> **About this task**
From the records below, count the lines containing the word "handlers" and give only that number.

Recorded data:
********

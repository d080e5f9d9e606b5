//! Execution engine: scheduler, handlers, dispatch loop
//!
//! - [`scheduler`] - ready-set walk, join policies, iteration caps,
//!   branch gates
//! - [`inputs`] - per-edge input resolution and transforms
//! - [`context`] - the [`ExecutionContext`] and [`NodeOutput`] contracts
//! - [`handlers`] - [`NodeHandler`] trait, registry and built-ins
//! - [`breaker`] - per-node-type circuit breaker
//! - [`runner`] - the [`ExecutionEngine`] tick loop

pub mod breaker;
pub mod context;
pub mod handlers;
pub mod inputs;
pub mod runner;
pub mod scheduler;

pub use breaker::{BreakerConfig, CircuitBreaker};
pub use context::{ExecutionContext, NodeOutput};
pub use handlers::{HandlerRegistry, NodeHandler};
pub use inputs::InputMap;
pub use runner::{EngineOptions, ErrorPolicy, ExecutionEngine};
pub use scheduler::{ExecutionView, Scheduler, TickDecisions};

********

> **Solution**
4